In short, Microsoft, if you care as deeply about cyber security as you say you do, and by that I'm referring to what Mr. Nadella, the CEO of Microsoft, recently said (see video below: 0:40 - 0:44) and I quote "we spend over a billion dollars of R&D each year, in building security into our mainstream products", then you'll want to get to the bottom of this, because other than the Cloud, what else could be a more mainstream product for Microsoft today than, Microsoft Windows and Microsoft Surface ?! -
Also, speaking of Microsoft's ecosystem, it indeed is time to help safeguard Microsoft's global ecosystem. (But I digress,)

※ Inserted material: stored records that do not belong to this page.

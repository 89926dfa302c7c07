// SPDX-License-Identifier: MPL-2.0

use crate::store::{LocalStore, StoreError};
use crate::validation::{self, ValidationErrors};
use serde::{Deserialize, Serialize};
use std::fmt;
use std::str::FromStr;
use thiserror::Error;

#[derive(Error, Debug)]
pub enum SettingsError {
    #[error(transparent)]
    Store(#[from] StoreError),
    #[error("{0}")]
    Invalid(#[from] ValidationErrors),
}

/// Account details shown in the header and edited on the settings screen
#[derive(Debug, Clone, Default, PartialEq, Eq, Serialize, Deserialize)]
#[serde(default)]
pub struct UserProfile {
    pub name: String,
    pub email: String,
    pub bio: String,
}

crate::json_record!(UserProfile, "userProfileSettings");

#[derive(Debug, Clone, Copy, PartialEq, Eq, Serialize, Deserialize)]
#[serde(rename_all = "camelCase", default)]
pub struct NotificationPrefs {
    pub email: bool,
    pub ai_suggestions: bool,
}

impl Default for NotificationPrefs {
    fn default() -> Self {
        Self {
            email: true,
            ai_suggestions: false,
        }
    }
}

crate::json_record!(NotificationPrefs, "notificationsSettings");

#[derive(Debug, Clone, Copy, PartialEq, Eq)]
pub enum NotificationKind {
    Email,
    AiSuggestions,
}

impl NotificationKind {
    pub fn label(self) -> &'static str {
        match self {
            NotificationKind::Email => "Email",
            NotificationKind::AiSuggestions => "AI suggestions",
        }
    }
}

impl fmt::Display for NotificationKind {
    fn fmt(&self, f: &mut fmt::Formatter<'_>) -> fmt::Result {
        f.write_str(self.label())
    }
}

impl FromStr for NotificationKind {
    type Err = String;

    fn from_str(s: &str) -> Result<Self, Self::Err> {
        match s {
            "email" => Ok(NotificationKind::Email),
            "ai-suggestions" | "aiSuggestions" => Ok(NotificationKind::AiSuggestions),
            other => Err(format!("unknown notification kind: {other}")),
        }
    }
}

impl NotificationPrefs {
    pub fn get(&self, kind: NotificationKind) -> bool {
        match kind {
            NotificationKind::Email => self.email,
            NotificationKind::AiSuggestions => self.ai_suggestions,
        }
    }

    fn flip(&mut self, kind: NotificationKind) {
        match kind {
            NotificationKind::Email => self.email = !self.email,
            NotificationKind::AiSuggestions => self.ai_suggestions = !self.ai_suggestions,
        }
    }
}

/// Settings screen operations: profile form and notification switches
#[derive(Clone)]
pub struct Settings {
    store: LocalStore,
}

impl Settings {
    pub fn new(store: LocalStore) -> Self {
        Self { store }
    }

    pub fn profile(&self) -> Result<UserProfile, StoreError> {
        self.store.get::<UserProfile>()
    }

    /// Validate and overwrite the stored profile
    pub fn save_profile(&self, profile: &UserProfile) -> Result<(), SettingsError> {
        validation::validate_profile(&profile.name, &profile.email)?;
        self.store.set(profile)?;
        tracing::info!("profile saved");
        Ok(())
    }

    pub fn notifications(&self) -> Result<NotificationPrefs, StoreError> {
        self.store.get::<NotificationPrefs>()
    }

    /// Flip one preference and persist the whole record. Returns the new value.
    pub fn toggle(&self, kind: NotificationKind) -> Result<bool, StoreError> {
        let mut prefs = self.notifications()?;
        prefs.flip(kind);
        self.store.set(&prefs)?;

        let enabled = prefs.get(kind);
        tracing::info!(%kind, enabled, "notification preference changed");
        Ok(enabled)
    }
}

#[cfg(test)]
mod tests {
    use super::*;
    use crate::store::MemoryStore;
    use crate::validation::Field;

    fn settings() -> (Settings, LocalStore) {
        let store = LocalStore::new(MemoryStore::new());
        (Settings::new(store.clone()), store)
    }

    #[test]
    fn test_notification_defaults() {
        let (settings, _) = settings();
        let prefs = settings.notifications().unwrap();
        assert!(prefs.email);
        assert!(!prefs.ai_suggestions);
    }

    #[test]
    fn test_toggle_persists_whole_record() {
        let (settings, store) = settings();
        assert!(settings.toggle(NotificationKind::AiSuggestions).unwrap());
        assert_eq!(
            store.backend().get_raw("notificationsSettings").unwrap().as_deref(),
            Some(r#"{"email":true,"aiSuggestions":true}"#)
        );
        assert!(!settings.toggle(NotificationKind::Email).unwrap());
        assert!(!settings.notifications().unwrap().email);
    }

    #[test]
    fn test_save_profile_validates() {
        let (settings, store) = settings();
        let bad = UserProfile {
            name: "Ada".to_string(),
            email: "nope".to_string(),
            bio: String::new(),
        };
        let err = settings.save_profile(&bad).unwrap_err();
        let SettingsError::Invalid(errors) = err else {
            panic!("expected validation failure");
        };
        assert!(errors.get(Field::Email).is_some());
        assert!(store.backend().get_raw("userProfileSettings").unwrap().is_none());

        let good = UserProfile {
            email: "ada@example.com".to_string(),
            ..bad
        };
        settings.save_profile(&good).unwrap();
        assert_eq!(settings.profile().unwrap(), good);
    }

    #[test]
    fn test_profile_from_partial_record() {
        let (settings, store) = settings();
        store.backend().set_raw("userProfileSettings", r#"{"name":"Ada"}"#).unwrap();
        let profile = settings.profile().unwrap();
        assert_eq!(profile.name, "Ada");
        assert!(profile.email.is_empty());
    }

    #[test]
    fn test_parse_notification_kind() {
        assert_eq!("email".parse::<NotificationKind>(), Ok(NotificationKind::Email));
        assert_eq!(
            "ai-suggestions".parse::<NotificationKind>(),
            Ok(NotificationKind::AiSuggestions)
        );
        assert!("sms".parse::<NotificationKind>().is_err());
    }
}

Folks, the only reason I decided to publicly share this is because I care deeply about cyber security, and I believe that this could potentially have impacted the foundational cyber security of any, and potentially, of thousands of organizations worldwide.
Hopefully, as you'll agree, a trusted component (i.e. Windows Update) of an operating system that virtually the whole world will soon be running on (i.e. Windows 10), should not be downloading and installing a piece of software that runs in Kernel-mode, when that piece of software isn't even digitally signed by a valid digital certificate, because if that piece of software happened to be malicious, then in doing so, it could likely, automatically, and for no fault of its users, instantly compromise the cyber security of possibly thousands of organizations worldwide. This is really as simple, as fundamental and as concerning, as that.
All in all, the Microsoft Surface is an incredible device, and because, like Apple's computers, the entire hardware and software is in control of a single vendor, Microsoft has a huge opportunity to deliver a trustworthy computing device to the world, and we'd love to embrace it. Thus, it is vital for Microsoft to ensure that its other components (e.g. Update) do not let the security of its mainstream products down, because per the Principle of Weakest Link, "a system is only as secure as is its weakest link."
By the way, I happen to be former Microsoft Program Manager for Active Directory Security, and I care deeply for Microsoft.
For those may not know what Active Directory Security is (i.e. most CEOs, a few CISOs, and most employees and citizens,) suffice it to say that global security may depend on Active Directory Security, and thus may be a matter of paramount defenses.
PS: Full Disclosure: I had also immediately brought this matter to the attention of the Microsoft Store. They escalated it to Tier-3 support (based out of New Delhi, India), who then asked me to use the Windows Feedback utility to share the relevant evidence with Microsoft, which I immediately and dutifully did, but/and I never heard back from anyone at Microsoft in this regard again.
PS2: Another small request to Microsoft - Dear Microsoft, while at it, could you please also educate your global customer base about the paramount importance of Active Directory Effective Permissions, which is the ONE capability without which not a single object in any Active Directory deployment can be adequately secured! Considering that Active Directory is the foundation of cyber security of over 85% of all organizations worldwide, this is important. Over the last few years, we've had almost 10,000 organizations from 150+ countries knock at our doors, and virtually none of them seem to know this most basic and cardinal fact of Windows Security. I couldn't begin to tell you how shocking it is for us to learn that most Domain Admins and many CISOs out there don't have a clue. Can you imagine just how insecure and vulnerable an organization whose Domain Admins don't even know what Active Directory Effective Permissions are, let alone possessing this paramount capability, could be today?